Antiapoptotic Members Inhibit Cold-induced Apoptosis And Its Modulation Mechanism In Saccharomyces Cerevisiae

Cold and apoptosis are tightly correlated and the research on cold-induced apoptosis has become one of the most important fields in the transplantation medicine area. The signal transduction involved in the cold-induced apoptosis is anfractuous, either mediated or modulated by reactive oxygen species (ROS), Ca²⁺, Fe²⁺ and cold-relevant genes in vivo. However little is known about the situation in the yeast. As yeast has been extensively characterized both biochemically and genetically with its genetic tractability, it has been used extensively as models for genetic analysis of various complex pathways and processes, including cell division, transcription and receptor-mediated signal transduction. We transformed antiapoptotic genes Bcl-2, CED-9 and PpBI-1 into the yeast to evaluate their function of resistance to cold stress. The results are as follows:(1) Cold induced apoptosis in yeast cells, moreover, yeast cells display representive features such as chromatin condensation, DNA fragmentation and chromatin margination.(2) The expression of Bcl-2, CED-9 and PpBI-1 significantly inhibits cold-induced apoptosis in the yeast.(3) ROS and Ca²⁺ act as intracellular second messager to induce cell apoptosis. The potential molecular mechanism of cold induced cell apoptosis and how Bcl-2, CED-9 and PpBI-1 fights against cold stess in the yeast is associated with the increase in intracellular ROS and Ca²⁺ induced by cold.
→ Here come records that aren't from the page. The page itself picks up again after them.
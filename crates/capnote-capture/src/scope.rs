//! Which messages are captured.

use std::fmt;
use std::str::FromStr;

use serde::{Deserialize, Serialize};

use capnote_core::IncomingMessage;

use crate::config::ConfigError;

/// Display names the file transfer pseudo-contact appears under.
///
/// Matched as case-insensitive substrings of the sender name.
pub const FILE_TRANSFER_NAMES: &[&str] = &["file", "文件传输助手", "filehelper", "文件"];

/// Admission rule for capture. Every message is logged either way.
#[derive(Debug, Clone, Copy, PartialEq, Eq, Default, Serialize, Deserialize)]
#[serde(rename_all = "snake_case")]
pub enum CaptureScope {
    /// Messages the host flags as coming from the bot administrator.
    #[default]
    Admin,
    /// Messages from the file transfer assistant.
    FileTransfer,
    All,
}

impl CaptureScope {
    pub fn admits(&self, message: &IncomingMessage) -> bool {
        match self {
            Self::Admin => message.is_admin,
            Self::FileTransfer => is_file_transfer_assistant(&message.sender_name),
            Self::All => true,
        }
    }
}

pub fn is_file_transfer_assistant(sender_name: &str) -> bool {
    let name = sender_name.to_lowercase();
    FILE_TRANSFER_NAMES.iter().any(|candidate| name.contains(candidate))
}

impl FromStr for CaptureScope {
    type Err = ConfigError;

    fn from_str(s: &str) -> Result<Self, Self::Err> {
        match s.to_lowercase().as_str() {
            "admin" => Ok(Self::Admin),
            "file_transfer" | "file-transfer" => Ok(Self::FileTransfer),
            "all" => Ok(Self::All),
            _ => Err(ConfigError::InvalidValue {
                key: "scope",
                value: s.to_string(),
            }),
        }
    }
}

impl fmt::Display for CaptureScope {
    fn fmt(&self, f: &mut fmt::Formatter<'_>) -> fmt::Result {
        match self {
            Self::Admin => write!(f, "admin"),
            Self::FileTransfer => write!(f, "file_transfer"),
            Self::All => write!(f, "all"),
        }
    }
}

#[cfg(test)]
mod tests {
    use super::*;

    fn from(name: &str, is_admin: bool) -> IncomingMessage {
        IncomingMessage {
            sender_name: name.to_string(),
            is_admin,
            ..Default::default()
        }
    }

    #[test]
    fn test_admin_scope() {
        assert!(CaptureScope::Admin.admits(&from("Alice", true)));
        assert!(!CaptureScope::Admin.admits(&from("Alice", false)));
    }

    #[test]
    fn test_file_transfer_names() {
        assert!(is_file_transfer_assistant("File Transfer"));
        assert!(is_file_transfer_assistant("filehelper"));
        assert!(is_file_transfer_assistant("文件传输助手"));
        assert!(!is_file_transfer_assistant("Alice"));
        assert!(CaptureScope::FileTransfer.admits(&from("FILEHELPER", false)));
    }

    #[test]
    fn test_all_scope() {
        assert!(CaptureScope::All.admits(&from("anyone", false)));
    }

    #[test]
    fn test_parse_and_display() {
        for scope in [CaptureScope::Admin, CaptureScope::FileTransfer, CaptureScope::All] {
            assert_eq!(scope.to_string().parse::<CaptureScope>().unwrap(), scope);
        }
        assert_eq!("File-Transfer".parse::<CaptureScope>().unwrap(), CaptureScope::FileTransfer);
        assert!("everyone".parse::<CaptureScope>().is_err());
    }
}
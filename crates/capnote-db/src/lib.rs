//! # capnote-db
//!
//! SQLite audit log for capnote: every incoming message, every plain-text
//! memo and every note that reached a remote service.
//!
//! ## Example
//!
//! ```rust,ignore
//! use capnote_db::{Database, MessageLog, IncomingMessage};
//!
//! #[tokio::main]
//! async fn main() -> Result<(), Box<dyn std::error::Error>> {
//!     let db = Database::connect("sqlite://capnote.db?mode=rwc").await?;
//!     let id = db.log.save_message(&IncomingMessage::default()).await?;
//!     println!("Logged message {}", id);
//!     db.close().await;
//!     Ok(())
//! }
//! ```

pub mod log;
pub mod pool;

// Re-export core types
pub use capnote_core::*;

pub use log::{LogCounts, SqliteMessageLog, StoredMessage, StoredNote};
pub use pool::{create_pool, create_pool_with_config, migrate, PoolConfig};

/// Open connection pool plus the repositories built on it.
pub struct Database {
    pub log: SqliteMessageLog,
}

impl Database {
    pub async fn connect(url: &str) -> Result<Self> {
        Self::connect_with_config(url, PoolConfig::for_url(url)).await
    }

    pub async fn connect_with_config(url: &str, config: PoolConfig) -> Result<Self> {
        let pool = create_pool_with_config(url, config).await?;
        Ok(Self {
            log: SqliteMessageLog::new(pool),
        })
    }

    /// Fresh, migrated in-memory database.
    pub async fn in_memory() -> Result<Self> {
        Self::connect_with_config("sqlite::memory:", PoolConfig::in_memory()).await
    }

    pub async fn close(&self) {
        self.log.close().await;
    }
}
//! Internal/external link classification.
//!
//! Classification is by host naming convention only; no DNS lookups. The
//! `172.` rule is a plain prefix and therefore covers all of `172.0.0.0/8`,
//! not just the private `172.16.0.0/12` block. Internal links are never
//! fetched, so widening or narrowing this rule changes what leaves the host.

use url::Url;

const INTERNAL_HOST_PREFIXES: &[&str] = &["192.168.", "10.", "172."];
const INTERNAL_HOST_SUFFIXES: &[&str] = &[".local", ".lan"];

/// Whether `url` points at a private or local network.
///
/// Anything that does not parse, or has no host, is external.
pub fn is_internal_url(url: &str) -> bool {
    let Ok(parsed) = Url::parse(url) else {
        return false;
    };
    parsed.host_str().map(is_internal_host).unwrap_or(false)
}

fn is_internal_host(host: &str) -> bool {
    host == "localhost"
        || INTERNAL_HOST_PREFIXES.iter().any(|p| host.starts_with(p))
        || INTERNAL_HOST_SUFFIXES.iter().any(|s| host.ends_with(s))
}

#[cfg(test)]
mod tests {
    use super::*;

    #[test]
    fn test_private_ranges_are_internal() {
        assert!(is_internal_url("http://192.168.1.5/x"));
        assert!(is_internal_url("http://10.0.0.8:8080/dash"));
        assert!(is_internal_url("https://172.16.4.2/"));
    }

    #[test]
    fn test_172_prefix_is_coarse() {
        assert!(is_internal_url("http://172.32.0.1/x"));
    }

    #[test]
    fn test_local_names_are_internal() {
        assert!(is_internal_url("http://localhost:3000/"));
        assert!(is_internal_url("https://intra.local/report"));
        assert!(is_internal_url("http://nas.lan/share"));
        assert!(is_internal_url("http://LOCALHOST/"));
    }

    #[test]
    fn test_public_hosts_are_external() {
        assert!(!is_internal_url("http://8.8.8.8/x"));
        assert!(!is_internal_url("https://example.com/local"));
        assert!(!is_internal_url("https://local.example.com/"));
    }

    #[test]
    fn test_unparseable_is_external() {
        assert!(!is_internal_url("not a url"));
        assert!(!is_internal_url(""));
        assert!(!is_internal_url("mailto:someone@example.com"));
    }
}
//! Structured logging field name constants for capnote.
//!
//! All crates use these constants for consistent structured logging fields
//! so a capture can be followed from message arrival to note creation.
//!
//! ## Log Level Contract
//!
//! | Level | Usage |
//! |-------|-------|
//! | ERROR | Note persistence failed, message lost for this run |
//! | WARN  | Degraded stage, fallback applied (fetch failed, tag skipped) |
//! | INFO  | Lifecycle events (startup, shutdown), notes saved |
//! | DEBUG | Decision points (branch taken, extractor chosen) |
//! | TRACE | Per-item detail (each URL match, each tag lookup) |

// ─── Identity fields ───────────────────────────────────────────────────────

/// Correlation ID for one message run through the pipeline.
/// Format: UUIDv7 (time-ordered).
pub const CAPTURE_ID: &str = "capture_id";

/// Subsystem originating the log event.
/// Values: "capture", "extract", "notes", "db"
pub const SUBSYSTEM: &str = "subsystem";

/// Component within a subsystem.
/// Examples: "pipeline", "fetcher", "structural", "joplin", "rest"
pub const COMPONENT: &str = "component";

/// Logical operation name.
/// Examples: "process", "fetch", "create_note", "find_or_create_tag"
pub const OPERATION: &str = "op";

// ─── Entity fields ─────────────────────────────────────────────────────────

/// URL being classified or fetched.
pub const URL: &str = "url";

/// Remote note identifier.
pub const NOTE_ID: &str = "note_id";

/// Remote tag identifier.
pub const TAG_ID: &str = "tag_id";

/// Tag name being resolved.
pub const TAG: &str = "tag";

/// Local message row id.
pub const MESSAGE_ID: &str = "message_id";

/// Pipeline stage reached.
pub const STAGE: &str = "stage";

/// Branch taken for a URL ("internal", "external", "text").
pub const BRANCH: &str = "branch";

// ─── Measurement fields ────────────────────────────────────────────────────

/// Wall-clock duration in milliseconds.
pub const DURATION_MS: &str = "duration_ms";

/// HTTP status code returned by a remote service.
pub const STATUS: &str = "status";

/// Number of URLs found in a message.
pub const URL_COUNT: &str = "url_count";

/// Character length of extracted content.
pub const CONTENT_LEN: &str = "content_len";

// ─── Outcome fields ────────────────────────────────────────────────────────

/// Error message when an operation fails.
pub const ERROR_MSG: &str = "error";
The expression of PpBI-1 inhibits the increase in intracellular Ca²⁺, thus alleviates cell injuries induced by Ca²⁺. (4) Cold induced an increase in intracellular ROS, however it can not be inhibited directly by the expression of PpBI-1. In order to further investigate the role of ROS in the process of cold-induced apoptosis and the mechanism of antiapoptotic members mediating ROS, we used wild strain CY4 and gsh1 mutant strain CY8 to investigate the role of PpBI-1 mediating ROS. Results showed that expression of PpBI-1 could restore the growth of CY8 and significantly inhibit cold-induced cell apoptosis when adding exogenous GSH, however expression of PpBI-1 could not restore the growth of CY8 and inhibit cold-induced cell apoptosis without exogenous GSH. These data suggest the pathway of PpBI-1 against ROS stress is associated with GSH directly or indirectly.